A brute force attack is the most basic hacking method there is — and still one of the most common, because it keeps working against weak passwords. There's no exploit and no trickery: just a computer guessing passwords, very fast, until one fits. This guide explains how brute force attacks work, the main types, why they still succeed, and the defenses that actually stop them.
The short definition
A brute force attack tries to guess a password (or key) by systematically attempting huge numbers of combinations until it finds the right one. Attackers automate it, so a program can make thousands or millions of attempts far faster than any human. It doesn't exploit a software flaw — it exploits weak passwords and login systems that let an attacker keep guessing.
How it works
The attacker points software at a login or a stolen file of scrambled (hashed) passwords and lets it churn through candidates. The strength of the target password decides everything: each extra character multiplies the number of possibilities, so guessing time grows explosively with length. A short or common password can fall almost instantly; a long random one can demand more guesses than are realistically achievable.
The main types
"Brute force" is really a family of related techniques:
- Simple brute force — try every possible combination of characters, from shortest upward. Thorough but slow against long passwords.
- Dictionary attack — try a prepared list of likely passwords first (common words, names, leaked passwords, predictable patterns), because most weak passwords come from a small set.
- Credential stuffing — reuse real username-and-password pairs leaked from other breaches, betting that people reuse them. Fast and effective against password reuse.

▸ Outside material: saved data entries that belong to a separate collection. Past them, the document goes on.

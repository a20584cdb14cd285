//! StatefulSet convergence, validation and per-replica-set isolation.

use k8s_openapi::api::apps::v1::StatefulSet;
use k8s_openapi::apimachinery::pkg::apis::meta::v1::Time;
use kube::ResourceExt;
use kube::runtime::controller::Action;

use mongodb_operator::controller::cluster_reconciler::{
    REQUEUE_FINALIZER, REQUEUE_INITIALIZING, reconcile,
};
use mongodb_operator::controller::context::FINALIZER;
use mongodb_operator::controller::error::Error;
use mongodb_operator::controller::status::get_condition_reason;
use mongodb_operator::controller::watchdog::PodCache;
use mongodb_operator::crd::ReplsetSpec;

use crate::mock_state::{MockWorld, NAMESPACE, test_cluster};

fn mongod_image(sts: &StatefulSet) -> String {
    sts.spec.as_ref().unwrap().template.spec.as_ref().unwrap().containers[0]
        .image
        .clone()
        .unwrap()
}

fn mongod_args(sts: &StatefulSet) -> Vec<String> {
    sts.spec.as_ref().unwrap().template.spec.as_ref().unwrap().containers[0]
        .args
        .clone()
        .unwrap_or_default()
}

#[tokio::test]
async fn test_first_pass_creates_workload_and_service() {
    let world = MockWorld::new(test_cluster("fresh", vec![ReplsetSpec::new("rs0", 3)]));
    let ctx = world.context();

    let action = reconcile(world.cluster(), ctx.clone()).await.unwrap();
    assert_eq!(action, Action::requeue(REQUEUE_INITIALIZING));

    let sts = world.statefulset("fresh-rs0").unwrap();
    assert_eq!(sts.spec.as_ref().unwrap().replicas, Some(3));
    assert!(mongod_image(&sts).ends_with(":6.0.4"));
    assert!(mongod_args(&sts).contains(&"--replSet=rs0".to_string()));
    assert!(world.state().services.contains_key("fresh-rs0"));
    assert_eq!(world.state().statefulset_replaces, 0);
}

/// Spec changes flow into the live StatefulSet; a second pass is a no-op.
#[tokio::test]
async fn test_workload_converges_to_spec() {
    let world = MockWorld::new(test_cluster("grow", vec![ReplsetSpec::new("rs0", 3)]));
    let ctx = world.context();
    reconcile(world.cluster(), ctx.clone()).await.unwrap();

    {
        let mut state = world.state();
        let cluster = state.cluster.as_mut().unwrap();
        cluster.spec.version = "7.0.2".to_string();
        cluster.spec.replsets[0].size = 5;
        cluster.metadata.generation = Some(2);
    }
    reconcile(world.cluster(), ctx.clone()).await.unwrap();

    let sts = world.statefulset("grow-rs0").unwrap();
    assert_eq!(sts.spec.as_ref().unwrap().replicas, Some(5));
    assert!(mongod_image(&sts).ends_with(":7.0.2"));
    assert_eq!(world.state().statefulset_replaces, 1);
    assert_eq!(world.status().observed_generation, Some(2));

    reconcile(world.cluster(), ctx.clone()).await.unwrap();
    assert_eq!(world.state().statefulset_replaces, 1);
}

/// A memory limit adds the WiredTiger cache size to the mongod arguments.
#[tokio::test]
async fn test_memory_limit_sets_cache_size() {
    let mut rs0 = ReplsetSpec::new("rs0", 3);
    rs0.resources.limits.memory = Some("2Gi".to_string());
    let world = MockWorld::new(test_cluster("cache", vec![rs0]));
    let ctx = world.context();

    reconcile(world.cluster(), ctx.clone()).await.unwrap();
    let sts = world.statefulset("cache-rs0").unwrap();
    assert!(
        mongod_args(&sts)
            .iter()
            .any(|a| a.starts_with("--wiredTigerCacheSizeGB="))
    );
}

/// One broken replica set does not stop the others from converging.
#[tokio::test]
async fn test_replset_failure_is_isolated() {
    let mut bad = ReplsetSpec::new("rs0", 3);
    bad.resources.limits.memory = Some("lots".to_string());
    let good = ReplsetSpec::new("rs1", 3);
    let world = MockWorld::new(test_cluster("mixed", vec![bad, good]));
    let ctx = world.context();

    let err = reconcile(world.cluster(), ctx.clone()).await.unwrap_err();
    match &err {
        Error::Replset { name, source } => {
            assert_eq!(name, "rs0");
            assert!(matches!(**source, Error::Config(_)));
        }
        other => panic!("unexpected error: {:?}", other),
    }
    assert!(!err.is_retryable());

    assert!(world.statefulset("mixed-rs0").is_none());
    assert!(world.statefulset("mixed-rs1").is_some());
    assert!(world.state().services.contains_key("mixed-rs1"));
    let status = world.status();
    assert!(status.replset("rs1").is_some());
    assert_eq!(
        get_condition_reason(&status.conditions, "Ready"),
        Some("ReplsetError")
    );
}

#[tokio::test]
async fn test_invalid_spec_is_rejected() {
    let world = MockWorld::new(test_cluster("empty", vec![]));
    let ctx = world.context();

    let err = reconcile(world.cluster(), ctx.clone()).await.unwrap_err();
    assert!(matches!(err, Error::Validation(_)));
    assert!(world.state().statefulsets.is_empty());
    assert_eq!(
        get_condition_reason(&world.status().conditions, "Ready"),
        Some("ValidationFailed")
    );
}

/// A StatefulSet created behind our back is adopted instead of failing.
#[tokio::test]
async fn test_existing_workload_is_converged() {
    let world = MockWorld::new(test_cluster("adopt", vec![ReplsetSpec::new("rs0", 3)]));
    let ctx = world.context();
    reconcile(world.cluster(), ctx.clone()).await.unwrap();

    {
        let mut state = world.state();
        let sts = state.statefulsets.get_mut("adopt-rs0").unwrap();
        sts.spec.as_mut().unwrap().replicas = Some(1);
    }
    reconcile(world.cluster(), ctx.clone()).await.unwrap();
    let sts = world.statefulset("adopt-rs0").unwrap();
    assert_eq!(sts.spec.as_ref().unwrap().replicas, Some(3));
}

/// Deletion stops the background probes and forgets the cached pods.
#[tokio::test]
async fn test_deletion_stops_watchdog() {
    let world = MockWorld::new(test_cluster("gone", vec![ReplsetSpec::new("rs0", 3)]));
    world.add_pods("rs0", 3, true);
    world.state().initiated.insert("rs0".to_string());
    let ctx = world.context();

    reconcile(world.cluster(), ctx.clone()).await.unwrap();
    assert!(ctx.watchdogs.is_running(NAMESPACE, "gone"));
    let key = PodCache::key(NAMESPACE, "gone");
    assert_eq!(ctx.pod_cache.get(&key).len(), 1);

    world.state().cluster.as_mut().unwrap().metadata.deletion_timestamp =
        Some(Time(k8s_openapi::chrono::Utc::now()));
    let action = reconcile(world.cluster(), ctx.clone()).await.unwrap();
    assert_eq!(action, Action::await_change());
    assert!(!ctx.watchdogs.is_running(NAMESPACE, "gone"));
    assert!(ctx.pod_cache.get(&key).is_empty());
    // Releasing the finalizer lets the deletion complete
    assert!(world.state().cluster.is_none());
}

/// A new cluster first gets the finalizer; the workload follows on the next pass.
#[tokio::test]
async fn test_finalizer_added_before_any_work() {
    let mut cluster = test_cluster("fresh", vec![ReplsetSpec::new("rs0", 3)]);
    cluster.metadata.finalizers = None;
    let world = MockWorld::new(cluster);
    let ctx = world.context();

    let action = reconcile(world.cluster(), ctx.clone()).await.unwrap();
    assert_eq!(action, Action::requeue(REQUEUE_FINALIZER));
    assert_eq!(world.cluster().finalizers(), &[FINALIZER.to_string()]);
    assert!(world.state().statefulsets.is_empty());
    assert_eq!(world.status_writes(), 0);

    reconcile(world.cluster(), ctx.clone()).await.unwrap();
    assert!(world.statefulset("fresh-rs0").is_some());
}

/// Deleting a cluster that never got the finalizer only cleans up locally.
#[tokio::test]
async fn test_deletion_without_finalizer() {
    let mut cluster = test_cluster("bare", vec![ReplsetSpec::new("rs0", 3)]);
    cluster.metadata.finalizers = None;
    cluster.metadata.deletion_timestamp = Some(Time(k8s_openapi::chrono::Utc::now()));
    let world = MockWorld::new(cluster);
    let ctx = world.context();

    let action = reconcile(world.cluster(), ctx.clone()).await.unwrap();
    assert_eq!(action, Action::await_change());
    assert!(world.state().cluster.is_some());
    assert!(world.state().statefulsets.is_empty());
}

- Password spraying — try a few very common passwords against many accounts, to slip under lockout limits that trigger on repeated failures for one account.

Why brute force still works
If it's so crude, why does it persist? Because the weak link is rarely the maths — it's human habits and lax systems:
- Short or common passwords fall to a dictionary attack in moments.
- Reused passwords mean one breach hands attackers a working key for your other accounts.
- Login endpoints without rate limiting or lockouts let an attacker guess endlessly.
Brute force doesn't beat strong, unique passwords — it harvests weak and reused ones.
What makes a password brute-force-resistant
Two properties: length and randomness. Together they create high entropy — so many possible combinations that guessing becomes computationally impractical. A long, randomly generated password isn't "impossible" to brute force in theory; it simply takes so astronomically long that no attacker bothers. Predictability is the enemy: a long password built from a quote or a pattern is far weaker than its length suggests.
How to defend yourself
The defenses are straightforward and they stack:
- Use long, unique passwords. The practical way is a password manager that generates and stores a random password for every account — nothing short, guessable or reused. This single habit defeats dictionary attacks and credential stuffing at once.
- Turn on two-factor authentication. Even a correctly guessed password fails without the second factor. Prefer an authenticator app or a passkey over SMS.
- Never reuse passwords. Reuse is what turns one site's breach into a master key for the rest of your accounts.
On the service side, rate limiting, account lockouts and properly hashed-and-salted password storage blunt these attacks further — but as a user, length + uniqueness + 2FA is what makes brute forcing your accounts not worth the attempt.
The verdict
A brute force attack is simple, automated guessing — and it stays effective only because weak and reused passwords keep feeding it. Make each password long, random and unique (a password manager does this for you), add two-factor authentication, and the maths swings firmly in your favour: guessing your password becomes a job no attacker can realistically finish.